There were at least six other visitors in the room, scattered about, gazing into various cases, lingering here, moving on there. From where my uncle and I stood, near the entrance where the guide had left us, the cases showed little variation in what they contained. All displayed plaster-like casts of some sort, all white and all of the same size, more or less, each bathed in a soft warm light provided by small individual lamps. We walked up to the nearest case to look more closely.

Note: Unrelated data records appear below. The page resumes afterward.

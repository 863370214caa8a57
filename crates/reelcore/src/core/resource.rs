//! Host resource monitoring and admission veto
//!
//! The gate samples memory and CPU and refuses new downloads while the host
//! is under pressure. Sampling blocks for the CPU window, so callers on an
//! async runtime must go through `spawn_blocking`.

use crate::core::config::ResourceLimits;
use crate::core::error::AppError;
use std::sync::{Arc, Mutex};
use std::time::Duration;
use sysinfo::{CpuRefreshKind, MemoryRefreshKind, RefreshKind, System};

/// Point-in-time host readings. Stale as soon as it is read; never cache it.
#[derive(Debug, Clone, Copy, PartialEq)]
pub struct ResourceSnapshot {
    /// Used memory (0-100)
    pub memory_used_percent: f64,
    /// Available memory in MB
    pub available_memory_mb: f64,
    /// Global CPU usage (0-100)
    pub cpu_percent: f64,
}

/// Verdict of a resource check.
#[derive(Debug, Clone, PartialEq)]
pub struct ResourceCheck {
    pub ok: bool,
    /// Empty when `ok`
    pub reason: String,
}

impl ResourceCheck {
    fn allowed() -> Self {
        Self {
            ok: true,
            reason: String::new(),
        }
    }

    fn denied(reason: String) -> Self {
        Self { ok: false, reason }
    }
}

/// Source of resource snapshots.
pub trait ResourceSampler: Send + Sync {
    /// Takes one sample. May block for the CPU sampling window.
    fn sample(&self) -> Result<ResourceSnapshot, AppError>;
}

/// Samples the real host through `sysinfo`.
pub struct SysinfoSampler {
    system: Mutex<System>,
    cpu_window: Duration,
}

impl SysinfoSampler {
    pub fn new(cpu_window: Duration) -> Self {
        Self {
            system: Mutex::new(System::new_with_specifics(
                RefreshKind::new()
                    .with_cpu(CpuRefreshKind::everything())
                    .with_memory(MemoryRefreshKind::everything()),
            )),
            cpu_window: cpu_window.max(sysinfo::MINIMUM_CPU_UPDATE_INTERVAL),
        }
    }
}

impl ResourceSampler for SysinfoSampler {
    fn sample(&self) -> Result<ResourceSnapshot, AppError> {
        let mut system = self
            .system
            .lock()
            .map_err(|_| AppError::Config("resource sampler lock poisoned".to_string()))?;

        // CPU usage is a delta between two refreshes.
        system.refresh_cpu_usage();
        std::thread::sleep(self.cpu_window);
        system.refresh_cpu_usage();
        system.refresh_memory();

        let total = system.total_memory();
        if total == 0 {
            return Err(AppError::Config("total memory reported as zero".to_string()));
        }
        let used = system.used_memory();

        Ok(ResourceSnapshot {
            memory_used_percent: used as f64 / total as f64 * 100.0,
            available_memory_mb: system.available_memory() as f64 / 1024.0 / 1024.0,
            cpu_percent: f64::from(system.global_cpu_usage()),
        })
    }
}

/// Vetoes new work when the host is constrained.
#[derive(Clone)]
pub struct ResourceGate {
    limits: ResourceLimits,
    sampler: Arc<dyn ResourceSampler>,
}

impl ResourceGate {
    pub fn new(limits: ResourceLimits, sampler: Arc<dyn ResourceSampler>) -> Self {
        Self { limits, sampler }
    }

    /// Gate backed by the real host.
    pub fn system(limits: ResourceLimits) -> Self {
        let sampler = Arc::new(SysinfoSampler::new(limits.cpu_sample_window));
        Self::new(limits, sampler)
    }

    /// Samples the host and evaluates the thresholds.
    ///
    /// Conditions are checked in a fixed order (memory percent, available
    /// memory, CPU) and the first violation is reported.
    pub fn check(&self) -> ResourceCheck {
        match self.sampler.sample() {
            Ok(snapshot) => self.evaluate(&snapshot),
            Err(e) => {
                log::error!("Failed to sample system resources: {}", e);
                ResourceCheck::denied("unable to read system resources".to_string())
            }
        }
    }

    /// Applies the thresholds to an already taken snapshot.
    pub fn evaluate(&self, snapshot: &ResourceSnapshot) -> ResourceCheck {
        if snapshot.memory_used_percent > self.limits.memory_threshold_percent {
            return ResourceCheck::denied(format!(
                "system memory usage too high: {:.1}%",
                snapshot.memory_used_percent
            ));
        }

        if snapshot.available_memory_mb < self.limits.min_available_memory_mb {
            return ResourceCheck::denied(format!(
                "not enough available memory: {:.1}MB",
                snapshot.available_memory_mb
            ));
        }

        if snapshot.cpu_percent > self.limits.cpu_threshold_percent {
            return ResourceCheck::denied(format!("CPU usage too high: {:.1}%", snapshot.cpu_percent));
        }

        log::debug!(
            "Resources OK: memory {:.1}% used, {:.0}MB available, CPU {:.1}%",
            snapshot.memory_used_percent,
            snapshot.available_memory_mb,
            snapshot.cpu_percent
        );
        ResourceCheck::allowed()
    }
}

This case contained five casts of the lower portion of a face. At first glance, the casts seemed identical. Upon closer inspection, however, we saw that each displayed a distinct smile. A small plaque in soft yellow beneath each cast provided an explanation written in a graceful handwritten light blue script. My uncle smiled at the sight. I wasn’t sure, but I figured he now guessed what my secret plan or intention had been all along.
“No, none of these are what I meant,” he said, as he surveyed the case.
In my mind, this case contained what I considered gentle smiles. The plaques read: Kind Smile, Friendly Smile, Accepting Smile, Understanding Smile, and Mona Lisa Smile. My uncle just shook his head and continued on to the next case.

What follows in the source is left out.